One of the key aims of the Digital Pathologist is the examination of neuropathological spread in neurological disease. The Human ALS MRI-Histology dataset (a) facilitates these investigations, combining whole-brain multimodal MRI and histology (selected brain regions) in a cohort of 12 ALS and 3 control brains. (b) Displays the reconstruction of five white matter pathways associated with different ALS stages in a single post-mortem brain (Kassubek et al., 2014). Comparisons between ALS and control brains over the corpus callosum of the cohort (c) reveals changes in fractional anisotropy (FA, normalized to Par/Temp/Occ lobe), with biggest changes associated with motor and prefrontal regions (Hofer and Frahm, 2006) (*=p<0.05; **=p<0.05 following multiple comparison correction) (full details of the corpus callosum analysis provided in Appendix 2). This reflects the anticipated changes in ALS with brain regions associated with motor function, in good agreement with a previous study (Chapman et al., 2014), which identified the greatest FA difference between ALS and controls in these regions. Accurate MRI-histology coregistrations facilitate cross-modality comparisons, and (d) displays an example of MRI-histology coregistration over the visual cortex of a single ALS brain achieved using the Tensor Image Registration Library (TIRL) (Huszar et al., 2019).
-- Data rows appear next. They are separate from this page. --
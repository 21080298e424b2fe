/*
SPDX-FileCopyrightText: Copyright 2026 LG Electronics Inc.
SPDX-License-Identifier: MIT
*/

//! Stack configuration loading.
//!
//! Every field has a default, so an empty file (or no file at all) yields a
//! working configuration.  The expected YAML structure is:
//! ```yaml
//! stack:
//!   queue_capacity: 512
//!   background_workers: 2
//!   timer_capacity: 64
//! tick:
//!   time_stats: true
//!   warn_threshold_ms: 5
//!   sync_queue_warn_threshold: 5
//!   stat_period: 1000
//! detach:
//!   timeout_ms: 5000
//!   poll_interval_ms: 1
//! pcap:
//!   enable: false
//!   filename: "/tmp/ue_mac.pcap"
//!   nas_enable: false
//!   nas_filename: "/tmp/ue_nas.pcap"
//! log:
//!   stack_level: "info"
//!   mac_level: "warn"
//! ```

use std::path::{Path, PathBuf};
use std::time::Duration;

use anyhow::{bail, Context, Result};
use serde::Deserialize;
use tracing::{debug, info};

use crate::targets;

// ── Defaults ──────────────────────────────────────────────────────────────────

/// Capacity of every dispatcher queue.
pub const DEFAULT_QUEUE_CAPACITY: usize = 512;

/// Number of background worker threads.
pub const DEFAULT_BACKGROUND_WORKERS: usize = 2;

/// Initial slot count of the timer facility.
pub const DEFAULT_TIMER_CAPACITY: usize = 64;

/// Tick batches slower than this are reported as a potential deadline miss.
pub const DEFAULT_TICK_WARN_THRESHOLD_MS: u64 = 5;

/// Sync-queue backlog above which the executor is considered behind the
/// radio clock.
pub const DEFAULT_SYNC_QUEUE_WARN_THRESHOLD: usize = 5;

/// Number of tick batches summarised per profiler report.
pub const DEFAULT_TICK_STAT_PERIOD: u32 = 1000;

/// Upper bound on waiting for the switch-off detach to leave the UE
/// (TS 24.301 §5.5.2.2).
pub const DEFAULT_DETACH_TIMEOUT_MS: u64 = 5000;

/// Interval between two outstanding-data polls during graceful detach.
pub const DEFAULT_DETACH_POLL_INTERVAL_MS: u64 = 1;

// ── Private YAML deserialization types ────────────────────────────────────────

/// Top-level wrapper that maps directly onto the YAML file layout.
#[derive(Debug, Default, Deserialize)]
#[serde(default, deny_unknown_fields)]
struct StackConfigFile {
    stack: StackSection,
    tick: TickConfig,
    detach: DetachConfig,
    pcap: PcapConfig,
    log: LogConfig,
}

/// Dispatcher / pool sizing as it appears under `stack:`.
#[derive(Debug, Deserialize)]
#[serde(default)]
struct StackSection {
    queue_capacity: usize,
    background_workers: usize,
    timer_capacity: usize,
}

impl Default for StackSection {
    fn default() -> Self {
        Self {
            queue_capacity: DEFAULT_QUEUE_CAPACITY,
            background_workers: DEFAULT_BACKGROUND_WORKERS,
            timer_capacity: DEFAULT_TIMER_CAPACITY,
        }
    }
}

// ── Public data structures ────────────────────────────────────────────────────

/// Tick-processing diagnostics.
#[derive(Debug, Clone, PartialEq, Eq, Deserialize)]
#[serde(default)]
pub struct TickConfig {
    /// Measure every tick batch and warn when it exceeds `warn_threshold_ms`.
    pub time_stats: bool,
    pub warn_threshold_ms: u64,
    pub sync_queue_warn_threshold: usize,
    pub stat_period: u32,
}

impl Default for TickConfig {
    fn default() -> Self {
        Self {
            time_stats: false,
            warn_threshold_ms: DEFAULT_TICK_WARN_THRESHOLD_MS,
            sync_queue_warn_threshold: DEFAULT_SYNC_QUEUE_WARN_THRESHOLD,
            stat_period: DEFAULT_TICK_STAT_PERIOD,
        }
    }
}

impl TickConfig {
    pub fn warn_threshold(&self) -> Duration {
        Duration::from_millis(self.warn_threshold_ms)
    }
}

/// Bounded wait used by the graceful (switch-off) detach.
#[derive(Debug, Clone, PartialEq, Eq, Deserialize)]
#[serde(default)]
pub struct DetachConfig {
    pub timeout_ms: u64,
    pub poll_interval_ms: u64,
}

impl Default for DetachConfig {
    fn default() -> Self {
        Self {
            timeout_ms: DEFAULT_DETACH_TIMEOUT_MS,
            poll_interval_ms: DEFAULT_DETACH_POLL_INTERVAL_MS,
        }
    }
}

impl DetachConfig {
    pub fn timeout(&self) -> Duration {
        Duration::from_millis(self.timeout_ms)
    }

    pub fn poll_interval(&self) -> Duration {
        Duration::from_millis(self.poll_interval_ms)
    }
}

/// Diagnostic capture sinks opened during `init()`.
#[derive(Debug, Clone, PartialEq, Eq, Deserialize)]
#[serde(default)]
pub struct PcapConfig {
    /// Open the MAC capture sink.
    pub enable: bool,
    pub filename: PathBuf,
    /// Open the NAS capture sink.
    pub nas_enable: bool,
    pub nas_filename: PathBuf,
}

impl Default for PcapConfig {
    fn default() -> Self {
        Self {
            enable: false,
            filename: PathBuf::from("/tmp/ue_mac.pcap"),
            nas_enable: false,
            nas_filename: PathBuf::from("/tmp/ue_nas.pcap"),
        }
    }
}

/// Per-layer log levels.
///
/// Values are `EnvFilter` level names (`error`, `warn`, `info`, `debug`,
/// `trace`, `off`).
#[derive(Debug, Clone, PartialEq, Eq, Deserialize)]
#[serde(default)]
pub struct LogConfig {
    pub stack_level: String,
    pub pool_level: String,
    pub mac_level: String,
    pub rlc_level: String,
    pub pdcp_level: String,
    pub rrc_level: String,
    pub nas_level: String,
    pub usim_level: String,
}

impl Default for LogConfig {
    fn default() -> Self {
        let info = || String::from("info");
        Self {
            stack_level: info(),
            pool_level: String::from("warn"),
            mac_level: info(),
            rlc_level: info(),
            pdcp_level: info(),
            rrc_level: info(),
            nas_level: info(),
            usim_level: info(),
        }
    }
}

impl LogConfig {
    /// Builds an `EnvFilter` directive string, e.g.
    /// `ue_stack=info,stack=info,mac=warn,...`.
    ///
    /// Module-path targets inside this crate follow `stack_level`.
    pub fn filter_directives(&self) -> String {
        [
            ("ue_stack", &self.stack_level),
            (targets::STACK, &self.stack_level),
            (targets::POOL, &self.pool_level),
            (targets::MAC, &self.mac_level),
            (targets::RLC, &self.rlc_level),
            (targets::PDCP, &self.pdcp_level),
            (targets::RRC, &self.rrc_level),
            (targets::NAS, &self.nas_level),
            (targets::USIM, &self.usim_level),
        ]
        .iter()
        .map(|(target, level)| format!("{target}={level}"))
        .collect::<Vec<_>>()
        .join(",")
    }
}

/// Complete configuration of one UE stack instance.
#[derive(Debug, Clone, PartialEq, Eq)]
pub struct StackConfig {
    /// Capacity of each dispatcher queue.
    pub queue_capacity: usize,
    pub background_workers: usize,
    pub timer_capacity: usize,
    pub tick: TickConfig,
    pub detach: DetachConfig,
    pub pcap: PcapConfig,
    pub log: LogConfig,
}

impl Default for StackConfig {
    fn default() -> Self {
        StackConfigFile::default().into()
    }
}

impl From<StackConfigFile> for StackConfig {
    fn from(file: StackConfigFile) -> Self {
        Self {
            queue_capacity: file.stack.queue_capacity,
            background_workers: file.stack.background_workers,
            timer_capacity: file.stack.timer_capacity,
            tick: file.tick,
            detach: file.detach,
            pcap: file.pcap,
            log: file.log,
        }
    }
}

impl StackConfig {
    /// Parses `path` and validates the result.
    ///
    /// # Errors
    /// Returns an error if the file cannot be opened, if the YAML is
    /// structurally invalid, or if a value fails [`validate`](Self::validate).
    pub fn load_from_file(path: &Path) -> Result<Self> {
        info!("Loading stack configuration from: {}", path.display());

        let content = std::fs::read_to_string(path)
            .with_context(|| format!("Cannot open configuration file: {}", path.display()))?;

        let config = Self::from_yaml_str(&content)
            .with_context(|| format!("Invalid configuration file: {}", path.display()))?;

        info!(
            queue_capacity = config.queue_capacity,
            background_workers = config.background_workers,
            tick_time_stats = config.tick.time_stats,
            detach_timeout_ms = config.detach.timeout_ms,
            "Stack configuration loaded"
        );
        Ok(config)
    }

    /// Parses a YAML document.  An empty document yields the defaults.
    ///
    /// # Errors
    /// Returns an error on malformed YAML, unknown sections, or invalid values.
    pub fn from_yaml_str(content: &str) -> Result<Self> {
        let file: StackConfigFile = if content.trim().is_empty() {
            StackConfigFile::default()
        } else {
            serde_yaml::from_str(content).context("Failed to parse YAML")?
        };
        let config = Self::from(file);
        config.validate()?;
        debug!(?config, "parsed stack configuration");
        Ok(config)
    }

    /// Rejects values the executor cannot run with.
    ///
    /// # Errors
    /// Returns an error naming the first offending field.
    pub fn validate(&self) -> Result<()> {
        if self.queue_capacity == 0 {
            bail!("stack.queue_capacity must be at least 1");
        }
        if self.background_workers == 0 {
            bail!("stack.background_workers must be at least 1");
        }
        if self.detach.poll_interval_ms == 0 {
            bail!("detach.poll_interval_ms must be at least 1");
        }
        if self.detach.poll_interval_ms > self.detach.timeout_ms {
            bail!(
                "detach.poll_interval_ms ({}) exceeds detach.timeout_ms ({})",
                self.detach.poll_interval_ms,
                self.detach.timeout_ms
            );
        }
        Ok(())
    }
}

// ── Tests ─────────────────────────────────────────────────────────────────────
V₁=principal diffusion direction, FA=fractional anisotropy, MD=mean diffusivity, D_⊥=radial diffusivity, MO=mode from diffusion tensor output, Dyad₁=principal dyad orientation, f₁=principal fiber fraction and D=diffusivity from Ball and Two-Stick output, swMRI=susceptibility-weighted MRI, χ=magnetic susceptibility. Details of stain contrasts in (b) and (d) are provided in Table 1. ALS, amyotrophic lateral sclerosis; MRI, magnetic resonance imaging.